Alan Lomax,. Le pays où naquit le blues, Saint-Sulpice-la-Pointe : Les Fondeurs de briques, 2012.
Le Pays où naquit le Blues, qu'il écrivit en 1993 au soir de sa vie, est certes un pavé de plus de 660 pages mais il n'a pas l'aridité d'une étude d'ethno-musicologie universitaire. Alan Lomax passionné par les musiques populaires et soucieux "de donner une voix aux sans-voix", nous livre un témoignage passionnant sur la musique du Delta du Mississippi dont les multiples descendants ont conquis le monde.
Cet ouvrage est un livre à entrées multiples :
- Il nous raconte ses «aventures» lors de ses collectages dans le Sud des États-Unis des années 1940 et 1950, où un Blanc ne pouvait être «l’ami des nègres». Il doit, en effet, jongler avec les lois raciales, écrites ou usuelles, face à la ségrégation à double tranchant : interpellé par la police pour être entré dans le ghetto noir ou sur des terres sans autorisation ...
- Il nous livre, aussi, au travers de nombreuses discussions et transcriptions de chansons, un véritable panorama des relations sociales et raciales du Sud des Etats-Unis.
Quand il évoque l'église baptiste, le travail de portefaix sur les fameux bateaux à roues à aubes, le travail sur les voix de chemins de fer, les levées (les digues) ou les fermes prisons, c'est aussi pour nous parler du rôle clé qu'y joue la musique. Les chants de travail (work songs) et les Hollers (chants individuels) servent à la fois à chorégraphier le travail permettant aux ouvriers d'accomplir des tâches quasi impossibles, à supporter un quotidien rempli de souffrance mais aussi à exprimer à mots couverts les frustrations générées par le système de castes du Sud.
Ces formes musicales sont le terreau originel du blues : « Hollers aux notes aiguës issus des champs de coton et des bateaux du fleuve. Grognements de colère et braiments de baudets joués sur des trompettes et des trombones par des hommes qui ne connaissaient pas la façon correcte de jouer mais qui savaient ce qu'ils voulaient dire ».

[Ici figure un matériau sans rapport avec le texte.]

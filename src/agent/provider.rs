//! AI provider identity and selection

use super::backend::{DeepseekBackend, DispatchError, ModelBackend, OpenrouterBackend};
use crate::config::AgentConfig;
use crate::error::{OrganizerError, Result};
use serde::{Deserialize, Serialize};
use std::fmt;
use std::sync::Arc;

/// Which backend services a call. Selected per call, never persisted.
#[derive(Debug, Clone, Copy, PartialEq, Eq, Serialize, Deserialize)]
#[serde(rename_all = "lowercase")]
pub enum Provider {
    /// Direct DeepSeek API
    Deepseek,
    /// DeepSeek routed through the OpenRouter gateway
    Openrouter,
}

impl Provider {
    pub fn as_str(&self) -> &'static str {
        match self {
            Self::Deepseek => "deepseek",
            Self::Openrouter => "openrouter",
        }
    }

    /// Human-readable name used in probe messages
    pub fn display_name(&self) -> &'static str {
        match self {
            Self::Deepseek => "DeepSeek",
            Self::Openrouter => "OpenRouter",
        }
    }
}

impl fmt::Display for Provider {
    fn fmt(&self, f: &mut fmt::Formatter<'_>) -> fmt::Result {
        f.write_str(self.as_str())
    }
}

/// Backends constructed once at startup and shared across requests. A
/// backend exists only when its credential is configured.
pub struct ProviderRegistry {
    deepseek: Option<Arc<dyn ModelBackend>>,
    openrouter: Option<Arc<dyn ModelBackend>>,
}

impl ProviderRegistry {
    /// Build backends for every configured credential
    pub fn from_config(config: &AgentConfig) -> std::result::Result<Self, DispatchError> {
        let deepseek = match &config.deepseek_api_key {
            Some(key) => Some(
                Arc::new(DeepseekBackend::new(config, key.clone())?) as Arc<dyn ModelBackend>
            ),
            None => None,
        };

        let openrouter = match &config.openrouter_api_key {
            Some(key) => Some(
                Arc::new(OpenrouterBackend::new(config, key.clone())?) as Arc<dyn ModelBackend>
            ),
            None => None,
        };

        Ok(Self { deepseek, openrouter })
    }

    /// Pick the provider to use when the caller does not force one.
    ///
    /// The direct API is preferred; the gateway is a fallback for when only
    /// its credential is present.
    pub fn preferred(&self) -> Result<Provider> {
        if self.deepseek.is_some() {
            Ok(Provider::Deepseek)
        } else if self.openrouter.is_some() {
            Ok(Provider::Openrouter)
        } else {
            Err(OrganizerError::NoProviderConfigured)
        }
    }

    /// Resolve a provider to its backend. An unconfigured provider is a
    /// dispatch-time failure, not a selection-time one: caller overrides are
    /// not validated eagerly.
    pub fn backend(
        &self,
        provider: Provider,
    ) -> std::result::Result<Arc<dyn ModelBackend>, DispatchError> {
        let backend = match provider {
            Provider::Deepseek => &self.deepseek,
            Provider::Openrouter => &self.openrouter,
        };
        backend
            .clone()
            .ok_or(DispatchError::NotConfigured(provider))
    }

    pub fn is_configured(&self, provider: Provider) -> bool {
        match provider {
            Provider::Deepseek => self.deepseek.is_some(),
            Provider::Openrouter => self.openrouter.is_some(),
        }
    }
}
//! Agent facade: the user-facing organizer operations
//!
//! Every operation rebuilds context from the store, formats it, merges it
//! into a fixed prompt template, and dispatches. Nothing is cached; calls
//! for different users are fully independent.

use super::dispatcher::{AskOptions, FailurePolicy, ModelDispatcher};
use super::prompts;
use super::provider::{Provider, ProviderRegistry};
use crate::context::{format_context_for_prompt, ContextBuilder, RetrievedContext};
use crate::error::Result;
use crate::store::Store;
use serde::{Deserialize, Serialize};
use std::sync::Arc;
use tracing::info;

/// Per-call options accepted by the chat operation
#[derive(Debug, Clone, Default)]
pub struct ChatOptions {
    pub temperature: Option<f32>,
    pub max_tokens: Option<u32>,
    pub provider: Option<Provider>,
}

/// Outcome of a provider connectivity probe
#[derive(Debug, Clone, Serialize, Deserialize)]
pub struct ProviderProbe {
    pub provider: Provider,
    pub status: ProbeStatus,
    #[serde(skip_serializing_if = "Option::is_none")]
    pub response: Option<String>,
}

#[derive(Debug, Clone, Copy, PartialEq, Eq, Serialize, Deserialize)]
#[serde(rename_all = "lowercase")]
pub enum ProbeStatus {
    Connected,
    Error,
}

/// The organizer agent
pub struct OrganizerAgent {
    context: ContextBuilder,
    dispatcher: ModelDispatcher,
}

impl OrganizerAgent {
    pub fn new(store: Arc<dyn Store>, dispatcher: ModelDispatcher) -> Self {
        Self {
            context: ContextBuilder::new(store),
            dispatcher,
        }
    }

    pub fn registry(&self) -> &ProviderRegistry {
        self.dispatcher.registry()
    }

    /// Conversational turn with the organizer.
    ///
    /// Dispatch failures resolve to a fixed apology string instead of an
    /// error; context-build and provider-selection failures still propagate.
    pub async fn chat(
        &self,
        user_id: &str,
        message: &str,
        options: &ChatOptions,
    ) -> Result<String> {
        self.chat_with_policy(
            user_id,
            message,
            options,
            FailurePolicy::Fallback(prompts::CHAT_FALLBACK),
        )
        .await
    }

    /// Task organization suggestions for the user's current task set
    pub async fn organization_suggestions(
        &self,
        user_id: &str,
        provider: Option<Provider>,
    ) -> Result<String> {
        self.insight(user_id, prompts::SUGGESTIONS_PROMPT, 0.6, provider)
            .await
    }

    /// An ordered plan for today
    pub async fn daily_plan(&self, user_id: &str, provider: Option<Provider>) -> Result<String> {
        self.insight(user_id, prompts::DAILY_PLAN_PROMPT, 0.6, provider)
            .await
    }

    /// Pattern insights over the user's completion habits
    pub async fn productivity_analysis(
        &self,
        user_id: &str,
        provider: Option<Provider>,
    ) -> Result<String> {
        self.insight(user_id, prompts::PRODUCTIVITY_PROMPT, 0.7, provider)
            .await
    }

    /// An encouraging message grounded in the user's progress
    pub async fn motivation(&self, user_id: &str, provider: Option<Provider>) -> Result<String> {
        self.insight(user_id, prompts::MOTIVATION_PROMPT, 0.8, provider)
            .await
    }

    /// Retrieve the raw context, for diagnostics and the context endpoint
    pub async fn retrieve_context(&self, user_id: &str) -> Result<RetrievedContext> {
        self.context.retrieve_complete_context(user_id).await
    }

    /// Break a free-form goal into task suggestions. Needs no stored
    /// context; serves the same conversational UI path as chat.
    pub async fn task_suggestions_for_goal(
        &self,
        user_input: &str,
        options: &ChatOptions,
    ) -> Result<String> {
        self.dispatcher
            .ask(
                prompts::TASK_SUGGESTIONS_SYSTEM_PROMPT,
                user_input,
                &Self::ask_options(options),
                FailurePolicy::Fallback(prompts::CHAT_FALLBACK),
            )
            .await
    }

    /// Analyze a single task description
    pub async fn analyze_task(
        &self,
        task_description: &str,
        options: &ChatOptions,
    ) -> Result<String> {
        self.dispatcher
            .ask(
                prompts::TASK_ANALYSIS_SYSTEM_PROMPT,
                task_description,
                &Self::ask_options(options),
                FailurePolicy::Fallback(prompts::CHAT_FALLBACK),
            )
            .await
    }

    /// Short motivational message for a task type
    pub async fn motivational_message_for(
        &self,
        task_type: &str,
        options: &ChatOptions,
    ) -> Result<String> {
        let message = format!(
            "Generate a motivational message for someone working on: {}",
            task_type
        );
        self.dispatcher
            .ask(
                prompts::MOTIVATIONAL_SYSTEM_PROMPT,
                &message,
                &Self::ask_options(options),
                FailurePolicy::Fallback(prompts::CHAT_FALLBACK),
            )
            .await
    }

    /// Probe provider connectivity. Operational diagnostics only; dispatch
    /// failures are reported in the probe result, not raised.
    pub async fn test_provider(&self, provider: Option<Provider>) -> Result<ProviderProbe> {
        let selected = match provider {
            Some(provider) => provider,
            None => self.registry().preferred()?,
        };

        let options = AskOptions {
            provider: Some(selected),
            ..AskOptions::default()
        };

        match self
            .dispatcher
            .ask(
                prompts::PROBE_SYSTEM_PROMPT,
                &prompts::probe_message(selected),
                &options,
                FailurePolicy::Propagate,
            )
            .await
        {
            Ok(response) => Ok(ProviderProbe {
                provider: selected,
                status: ProbeStatus::Connected,
                response: Some(response),
            }),
            Err(e) => Ok(ProviderProbe {
                provider: selected,
                status: ProbeStatus::Error,
                response: Some(e.to_string()),
            }),
        }
    }

    /// Context-grounded dispatch with propagation; shared by the insight
    /// operations.
    async fn insight(
        &self,
        user_id: &str,
        prompt: &str,
        temperature: f32,
        provider: Option<Provider>,
    ) -> Result<String> {
        let options = ChatOptions {
            temperature: Some(temperature),
            max_tokens: None,
            provider,
        };
        self.chat_with_policy(user_id, prompt, &options, FailurePolicy::Propagate)
            .await
    }

    async fn chat_with_policy(
        &self,
        user_id: &str,
        message: &str,
        options: &ChatOptions,
        policy: FailurePolicy,
    ) -> Result<String> {
        let context = self.context.retrieve_complete_context(user_id).await?;
        let formatted = format_context_for_prompt(&context);
        let system_prompt = prompts::organizer_system_prompt(&formatted);

        let response = self
            .dispatcher
            .ask(&system_prompt, message, &Self::ask_options(options), policy)
            .await?;

        info!("Organizer response ready for user {}", user_id);
        Ok(response)
    }

    fn ask_options(options: &ChatOptions) -> AskOptions {
        AskOptions {
            temperature: options.temperature,
            max_tokens: options.max_tokens,
            provider: options.provider,
        }
    }
}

- Enfin le livre se conclue idéalement par des extraits d'interviews de bluesmen découverts ou redécouverts par Lomax (Big Bill Broonzy, Muddy Waters …).
Le tout est accompagné par un CD (malheureusement trop court) pour sonoriser la lecture pour les plus gourmands rendez-vous sur les deux sites indiqués ci-dessus …
En bref n'hésitez pas à vous plonger dans ce pavé vos efforts seront amplement récompensés !
Si vous n'êtes pas encore rassasiés par cette lecture mais qu'elle vous a au contraire ouvert l'appétit , il existe un autre très bon livre sur le blues et le début du rock : Feel like going home de Peter Guralnick. On y trouve plusieurs portraits "d' illustres pionniers (Muddy Waters, Howlin'Wolf, Jerry Lee Lewis) et de perdants magnifiques (Skip James, Robert Pete Williams, Charlie Rich) qui ont écrit quelques-unes des plus belles pages de la musique populaire américaine."